York educator Victoria Lyles achieved much, and one of her lasting legacies is her involvement in the founding of York Twinning. Background post: YLT + YSO + 75 years = A1 entertainment, Many national stars performed on YLT’s stage and ‘Weekly Reader’s’ founder Eleanor Johnson.

York Little Theatre’s Julie Aiken is finishing up work on a book marking York Little Theatre’s 75th annversary being celebrated this year.
She came across a woman who seemed to be making things happen across the community in the 1930s through 1950s – Victoria Lyles.
Among other things, Julie found that Victoria Lyles worked with Rabbi Alexander Goode on teaching tolerance in York City schools and was instrumental in desegregating York’s schools.
“Do you have any further information about this amazing woman?” she wrote… .

This plaque appears at Arles Playground, Arles Park – King and Pattison streets, York.
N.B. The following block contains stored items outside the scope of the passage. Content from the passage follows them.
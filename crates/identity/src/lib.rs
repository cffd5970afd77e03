//! Identity provider contract and the session watcher.

use std::sync::Arc;

use async_trait::async_trait;
use carebase_primitives::{Credentials, Session, SessionEvent};
use thiserror::Error;
use tokio::sync::broadcast;

mod memory;
mod watcher;

pub use memory::MemoryIdentityProvider;
pub use watcher::{SessionWatcher, WatchItem};

/// Errors reported by the identity provider.
#[derive(Debug, Clone, PartialEq, Eq, Error)]
pub enum AuthError {
	#[error("invalid email or password")]
	InvalidCredentials,

	#[error("an account for {0} already exists")]
	AccountExists(String),

	/// The provider could not be reached or returned garbage.
	#[error("identity provider unreachable: {0}")]
	Unreachable(String),

	/// The provider's event stream ended.
	#[error("identity provider event stream closed")]
	Closed,
}

/// Result type for identity provider operations.
pub type Result<T> = std::result::Result<T, AuthError>;

/// External identity provider.
///
/// Implementations broadcast a [`SessionEvent`] for every sign-in, sign-out,
/// and expiry, in the order they happen.
#[async_trait]
pub trait IdentityProvider: Send + Sync + 'static {
	/// The session that exists right now, if any.
	async fn current_session(&self) -> Result<Option<Session>>;

	/// Subscribes to provider-pushed session events.
	fn subscribe(&self) -> broadcast::Receiver<SessionEvent>;

	async fn sign_in(&self, credentials: &Credentials) -> Result<Session>;

	/// Creates an account and signs it in.
	async fn sign_up(&self, credentials: &Credentials) -> Result<Session>;

	async fn sign_out(&self) -> Result<()>;
}

/// Shared handle to an identity provider.
pub type SharedProvider = Arc<dyn IdentityProvider>;
use std::collections::HashMap;
use std::sync::Arc;
use std::time::Duration;

use async_trait::async_trait;
use carebase_primitives::{Collection, Query, Record, RecordId};
use parking_lot::{Mutex, RwLock};

use crate::{RecordStore, Result, StoreError};

/// Per-table call counters.
#[derive(Debug, Clone, Copy, Default, PartialEq, Eq)]
pub struct TableStats {
	pub queries: usize,
	pub writes: usize,
	pub in_flight: usize,
	pub max_in_flight: usize,
}

#[derive(Default)]
struct Faults {
	queries: HashMap<String, StoreError>,
	writes: HashMap<String, StoreError>,
}

#[derive(Default)]
struct Inner {
	tables: RwLock<HashMap<String, Vec<Record>>>,
	latency: Mutex<HashMap<String, Duration>>,
	faults: Mutex<Faults>,
	stats: Mutex<HashMap<String, TableStats>>,
}

/// In-process record store.
///
/// Tables are created on first write. Per-table query latency and injected
/// failures let tests reproduce slow or broken backends, and [`TableStats`]
/// records how many queries for a table were in flight at once.
#[derive(Clone, Default)]
pub struct MemoryStore {
	inner: Arc<Inner>,
}

/// Decrements a table's in-flight count when the query finishes or is dropped.
struct InFlight<'a> {
	inner: &'a Inner,
	table: &'a str,
}

impl<'a> InFlight<'a> {
	fn enter(inner: &'a Inner, table: &'a str) -> Self {
		let mut stats = inner.stats.lock();
		let entry = stats.entry(table.to_owned()).or_default();
		entry.queries += 1;
		entry.in_flight += 1;
		entry.max_in_flight = entry.max_in_flight.max(entry.in_flight);
		Self { inner, table }
	}
}

impl Drop for InFlight<'_> {
	fn drop(&mut self) {
		if let Some(entry) = self.inner.stats.lock().get_mut(self.table) {
			entry.in_flight = entry.in_flight.saturating_sub(1);
		}
	}
}

impl MemoryStore {
	pub fn new() -> Self {
		Self::default()
	}

	/// Builds a store from a table name to rows map.
	pub fn from_tables(tables: HashMap<String, Vec<Record>>) -> Self {
		let store = Self::new();
		*store.inner.tables.write() = tables;
		store
	}

	/// Appends rows to `table`.
	#[must_use]
	pub fn with_rows(self, table: &str, rows: impl IntoIterator<Item = Record>) -> Self {
		self.seed(table, rows);
		self
	}

	pub fn seed(&self, table: &str, rows: impl IntoIterator<Item = Record>) {
		self.inner.tables.write().entry(table.to_owned()).or_default().extend(rows);
	}

	/// Delays every query against `table` by `latency`.
	pub fn set_latency(&self, table: &str, latency: Duration) {
		self.inner.latency.lock().insert(table.to_owned(), latency);
	}

	/// Makes every query against `table` fail with `err` until cleared.
	pub fn fail_queries(&self, table: &str, err: StoreError) {
		self.inner.faults.lock().queries.insert(table.to_owned(), err);
	}

	/// Makes every insert/update/delete against `table` fail with `err` until cleared.
	pub fn fail_writes(&self, table: &str, err: StoreError) {
		self.inner.faults.lock().writes.insert(table.to_owned(), err);
	}

	pub fn clear_faults(&self, table: &str) {
		let mut faults = self.inner.faults.lock();
		faults.queries.remove(table);
		faults.writes.remove(table);
	}

	/// Snapshot of every row currently in `table`.
	pub fn rows(&self, table: &str) -> Vec<Record> {
		self.inner.tables.read().get(table).cloned().unwrap_or_default()
	}

	pub fn stats(&self, table: &str) -> TableStats {
		self.inner.stats.lock().get(table).copied().unwrap_or_default()
	}

	fn check_write(&self, table: &str) -> Result<()> {
		if let Some(err) = self.inner.faults.lock().writes.get(table) {
			return Err(err.clone());
		}
		self.inner.stats.lock().entry(table.to_owned()).or_default().writes += 1;
		Ok(())
	}
}

#[async_trait]
impl RecordStore for MemoryStore {
	async fn query(&self, query: &Query) -> Result<Collection> {
		let _in_flight = InFlight::enter(&self.inner, &query.table);
		let latency = self.inner.latency.lock().get(&query.table).copied();
		if let Some(latency) = latency {
			tokio::time::sleep(latency).await;
		}

		if let Some(err) = self.inner.faults.lock().queries.get(&query.table) {
			tracing::debug!(table = %query.table, error = %err, "store.query.injected_failure");
			return Err(err.clone());
		}

		let tables = self.inner.tables.read();
		let rows = tables.get(&query.table).map(|rows| query.apply(rows)).unwrap_or_default();
		tracing::trace!(table = %query.table, rows = rows.len(), "store.query");
		Ok(rows)
	}

	async fn insert(&self, table: &str, mut record: Record) -> Result<Record> {
		self.check_write(table)?;
		let id = match record.id() {
			Some(id) => id.to_owned(),
			None => {
				let id = RecordId::random().to_string();
				record.set("id", id.clone());
				id
			}
		};

		let mut tables = self.inner.tables.write();
		let rows = tables.entry(table.to_owned()).or_default();
		if rows.iter().any(|r| r.id() == Some(id.as_str())) {
			return Err(StoreError::Conflict { table: table.to_owned(), id });
		}
		rows.push(record.clone());
		Ok(record)
	}

	async fn update(&self, table: &str, id: &RecordId, patch: Record) -> Result<Record> {
		self.check_write(table)?;
		let mut tables = self.inner.tables.write();
		let row = tables
			.get_mut(table)
			.and_then(|rows| rows.iter_mut().find(|r| r.id() == Some(id.as_str())))
			.ok_or_else(|| StoreError::NotFound {
				table: table.to_owned(),
				id: Some(id.to_string()),
			})?;
		row.merge(&patch);
		row.set("id", id.as_str());
		Ok(row.clone())
	}

	async fn delete(&self, table: &str, id: &RecordId) -> Result<()> {
		self.check_write(table)?;
		let mut tables = self.inner.tables.write();
		let rows = tables.get_mut(table);
		let position = rows.as_ref().and_then(|rows| rows.iter().position(|r| r.id() == Some(id.as_str())));
		match (rows, position) {
			(Some(rows), Some(idx)) => {
				rows.remove(idx);
				Ok(())
			}
			_ => Err(StoreError::NotFound {
				table: table.to_owned(),
				id: Some(id.to_string()),
			}),
		}
	}
}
Victoria Lyles, indeed, used a loud, clear voice in calling for community change. Then she set about to make it happen.
Today, she is perhaps most remembered for her work with York Twinning, an organization formed in the Cold War years of the 1950s to foster understanding with first a sister city in France and then Germany. Today, exchanges continue with Arles, France, and Leinfelden-Echterdingen, Germany.
Many in York may not be familiar with Dr. Lyles. Her name does not appear on any buildings, and she came to York from Oklahoma and returned there later in life. So a two-decade-plus tenure never made her a “true Yorker.” (A common joke among non-natives is that you’ll never become one unless you’re born here.)
The AAUW remembered Victoria Lyles in their book “Legacies,” the 1984 publication that honored achieving women in York County’s past.
Here is that book’s synopsis of her work:

A native of Wagoner, Okla., and former state supervisor for Oklahoma schools, Dr. Victoria M. Lyles was a pioneer in the field of education. She is especially remembered in York, where she served as director of York City Schools elementary and kindergarten education for 25 years.
She experimented with many new ideas and programs that are today taken for granted.
Lyles foresaw a plan for injecting international understanding into public education and envisioned the potential for improved human relations through the development of a foreign language program. Her bilingual program was instituted in 1952 and within two years was expanded to several York schools.
In 1954, success of this program led to York being chosen as a “twin” city with Arles, France. Arles recognized the educator by naming a school in her honor.
Lyles was a great innovator. As early as 1940 she developed case studies to show how the psychological factors in a child’s background and home life could affect his or her ability to learn. These studies helped the schools to deal with emotionally disturbed children and to establish special courses providing a proper education.
She also recognized the damaging effects of racial discrimination on a child. In the 1940s, long before integration became a popular issue in the country, she was an outspoken advocate of integration in York’s elementary schools. Lyles wrote and distributed bulletins that gave information on various races and creeds. In 1947, the first interracial kindergarten was opened in an all-white school. This evolved into the integration of 18 more schools that used the plan designed by Lyles.
In 1949, Lyles was named a Distinguished Daughter of Pennsylvania. Many additional honors were bestowed on her. In York she was known as a reformer unafraid of change.
She retired to Oklahoma and continued to work in the field of education until her death.

Other achieving women from York County’s past:

Edith Barber.
Katharine Beecher.
Delma Rivera.
Eleanor Johnson.
Mattie Chapman.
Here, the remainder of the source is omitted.